//! Minimal, tolerant HTML tokenizer.
//!
//! The build only needs to find tags, read their attributes, and splice new
//! attribute values back into the original text. This tokenizer records the
//! byte span of every token and of every attribute value so callers can do
//! exactly that without re-serializing anything they did not touch.
//!
//! It is deliberately forgiving:
//!
//! - tag and attribute names are matched case-insensitively (stored lowercased)
//! - comments are a single token, so `<!-- <link href="x.css"> -->` never
//!   produces a link tag
//! - `script`, `style`, `title` and `textarea` bodies are raw text up to the
//!   matching close tag
//! - a `<` that does not begin well-formed markup is plain text

use std::ops::Range;

/// Elements whose content is raw text rather than markup.
const RAW_TEXT_ELEMENTS: &[&str] = &["script", "style", "title", "textarea"];

/// One attribute of a start tag.
#[derive(Debug, Clone, PartialEq, Eq)]
pub struct Attr {
    /// Lowercased attribute name.
    pub name: String,
    /// Raw value (entities are not decoded). `None` for bare attributes.
    pub value: Option<String>,
    /// Byte range of the value inside the source, excluding quotes.
    pub value_span: Option<Range<usize>>,
}

/// A start tag with its attributes.
#[derive(Debug, Clone, PartialEq, Eq)]
pub struct Tag {
    /// Lowercased tag name.
    pub name: String,
    pub attrs: Vec<Attr>,
    /// Byte range of the whole tag, `<` through `>`.
    pub span: Range<usize>,
    pub self_closing: bool,
}

impl Tag {
    pub fn attr(&self, name: &str) -> Option<&Attr> {
        self.attrs.iter().find(|a| a.name == name)
    }

    /// Value of an attribute, or `None` if absent or bare.
    pub fn attr_value(&self, name: &str) -> Option<&str> {
        self.attr(name).and_then(|a| a.value.as_deref())
    }

    pub fn has_attr(&self, name: &str) -> bool {
        self.attr(name).is_some()
    }

    /// Whether the attribute's value equals `expected`, ignoring ASCII case
    /// and surrounding whitespace.
    pub fn attr_is(&self, name: &str, expected: &str) -> bool {
        self.attr_value(name)
            .is_some_and(|v| v.trim().eq_ignore_ascii_case(expected))
    }

    /// Whether a whitespace-separated token list attribute (like `rel`)
    /// contains `token`, ignoring ASCII case.
    pub fn attr_has_token(&self, name: &str, token: &str) -> bool {
        self.attr_value(name).is_some_and(|v| {
            v.split_ascii_whitespace()
                .any(|t| t.eq_ignore_ascii_case(token))
        })
    }
}

#[derive(Debug, Clone, PartialEq, Eq)]
pub enum Token {
    StartTag(Tag),
    EndTag { name: String, span: Range<usize> },
    Comment(Range<usize>),
    /// `<!DOCTYPE …>` and processing instructions.
    Declaration(Range<usize>),
    Text(Range<usize>),
}

impl Token {
    pub fn span(&self) -> Range<usize> {
        match self {
            Token::StartTag(tag) => tag.span.clone(),
            Token::EndTag { span, .. } => span.clone(),
            Token::Comment(span) | Token::Declaration(span) | Token::Text(span) => span.clone(),
        }
    }
}

/// Split `src` into tokens. Token spans cover the whole input without gaps.
pub fn tokenize(src: &str) -> Vec<Token> {
    let bytes = src.as_bytes();
    let mut tokens = Vec::new();
    let mut pos = 0;
    let mut text_start = 0;

    while pos < bytes.len() {
        if bytes[pos] != b'<' {
            pos += 1;
            continue;
        }
        let Some((token, end)) = scan_markup(src, pos) else {
            pos += 1;
            continue;
        };

        if text_start < pos {
            tokens.push(Token::Text(text_start..pos));
        }
        let raw_element = match &token {
            Token::StartTag(tag)
                if !tag.self_closing && RAW_TEXT_ELEMENTS.contains(&tag.name.as_str()) =>
            {
                Some(tag.name.clone())
            }
            _ => None,
        };
        tokens.push(token);
        pos = end;

        if let Some(name) = raw_element {
            let close = find_close_tag(bytes, end, &name).unwrap_or(bytes.len());
            if end < close {
                tokens.push(Token::Text(end..close));
            }
            pos = close;
        }
        text_start = pos;
    }

    if text_start < bytes.len() {
        tokens.push(Token::Text(text_start..bytes.len()));
    }
    tokens
}

/// Try to read one markup token starting at the `<` at `start`.
fn scan_markup(src: &str, start: usize) -> Option<(Token, usize)> {
    let bytes = src.as_bytes();
    let rest = &bytes[start..];

    if rest.starts_with(b"<!--") {
        // An unterminated comment swallows the rest of the document, as in browsers.
        let end = find(bytes, start + 4, b"-->").map_or(bytes.len(), |i| i + 3);
        return Some((Token::Comment(start..end), end));
    }
    if rest.starts_with(b"<!") || rest.starts_with(b"<?") {
        let end = find(bytes, start + 2, b">")? + 1;
        return Some((Token::Declaration(start..end), end));
    }
    if rest.starts_with(b"</") {
        let name_start = start + 2;
        let name_end = scan_name(bytes, name_start);
        if name_end == name_start || !bytes[name_start].is_ascii_alphabetic() {
            return None;
        }
        let end = find(bytes, name_end, b">")? + 1;
        let name = src[name_start..name_end].to_ascii_lowercase();
        return Some((Token::EndTag { name, span: start..end }, end));
    }
    if rest.len() > 1 && rest[1].is_ascii_alphabetic() {
        return scan_start_tag(src, start).map(|(tag, end)| (Token::StartTag(tag), end));
    }
    None
}

fn scan_start_tag(src: &str, start: usize) -> Option<(Tag, usize)> {
    let bytes = src.as_bytes();
    let name_end = scan_name(bytes, start + 1);
    let name = src[start + 1..name_end].to_ascii_lowercase();
    let mut attrs = Vec::new();
    let mut i = name_end;

    loop {
        i = skip_whitespace(bytes, i);
        match *bytes.get(i)? {
            b'>' => {
                let span = start..i + 1;
                return Some((Tag { name, attrs, span, self_closing: false }, i + 1));
            }
            b'/' if bytes.get(i + 1) == Some(&b'>') => {
                let span = start..i + 2;
                return Some((Tag { name, attrs, span, self_closing: true }, i + 2));
            }
            b'/' => i += 1,
            _ => {
                let attr_start = i;
                while i < bytes.len()
                    && !bytes[i].is_ascii_whitespace()
                    && !matches!(bytes[i], b'=' | b'>' | b'/')
                {
                    i += 1;
                }
                if i == attr_start {
                    // Stray '=' with no name.
                    i += 1;
                    continue;
                }
                let attr_name = src[attr_start..i].to_ascii_lowercase();

                let after_name = skip_whitespace(bytes, i);
                if bytes.get(after_name) != Some(&b'=') {
                    attrs.push(Attr { name: attr_name, value: None, value_span: None });
                    continue;
                }
                i = skip_whitespace(bytes, after_name + 1);
                let value_span = match *bytes.get(i)? {
                    quote @ (b'"' | b'\'') => {
                        let close = find(bytes, i + 1, &[quote])?;
                        let span = i + 1..close;
                        i = close + 1;
                        span
                    }
                    _ => {
                        let value_start = i;
                        while i < bytes.len() && !bytes[i].is_ascii_whitespace() && bytes[i] != b'>' {
                            i += 1;
                        }
                        value_start..i
                    }
                };
                attrs.push(Attr {
                    name: attr_name,
                    value: Some(src[value_span.clone()].to_string()),
                    value_span: Some(value_span),
                });
            }
        }
    }
}

fn scan_name(bytes: &[u8], mut i: usize) -> usize {
    while i < bytes.len() && (bytes[i].is_ascii_alphanumeric() || matches!(bytes[i], b'-' | b':' | b'_')) {
        i += 1;
    }
    i
}

fn skip_whitespace(bytes: &[u8], mut i: usize) -> usize {
    while i < bytes.len() && bytes[i].is_ascii_whitespace() {
        i += 1;
    }
    i
}

fn find(bytes: &[u8], from: usize, needle: &[u8]) -> Option<usize> {
    if from > bytes.len() {
        return None;
    }
    bytes[from..]
        .windows(needle.len())
        .position(|w| w == needle)
        .map(|p| p + from)
}

/// Position of the `</name` that closes a raw-text element, case-insensitive.
fn find_close_tag(bytes: &[u8], from: usize, name: &str) -> Option<usize> {
    let name = name.as_bytes();
    let mut i = from;
    while let Some(lt) = find(bytes, i, b"</") {
        let name_start = lt + 2;
        let name_end = name_start + name.len();
        if name_end <= bytes.len()
            && bytes[name_start..name_end].eq_ignore_ascii_case(name)
            && bytes
                .get(name_end)
                .is_none_or(|b| b.is_ascii_whitespace() || matches!(b, b'>' | b'/'))
        {
            return Some(lt);
        }
        i = name_start;
    }
    None
}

^^^^

--- Activity ---
Above are some lines. Repeat exactly, and only, those from the line that has "let mut tokens = Vec::new();" through the line that has "find_close_tag(bytes, end, &name).unwrap_or(bytes.len());".

--- Solution below ---
    let mut tokens = Vec::new();
    let mut pos = 0;
    let mut text_start = 0;

    while pos < bytes.len() {
        if bytes[pos] != b'<' {
            pos += 1;
            continue;
        }
        let Some((token, end)) = scan_markup(src, pos) else {
            pos += 1;
            continue;
        };

        if text_start < pos {
            tokens.push(Token::Text(text_start..pos));
        }
        let raw_element = match &token {
            Token::StartTag(tag)
                if !tag.self_closing && RAW_TEXT_ELEMENTS.contains(&tag.name.as_str()) =>
            {
                Some(tag.name.clone())
            }
            _ => None,
        };
        tokens.push(token);
        pos = end;

        if let Some(name) = raw_element {
            let close = find_close_tag(bytes, end, &name).unwrap_or(bytes.len());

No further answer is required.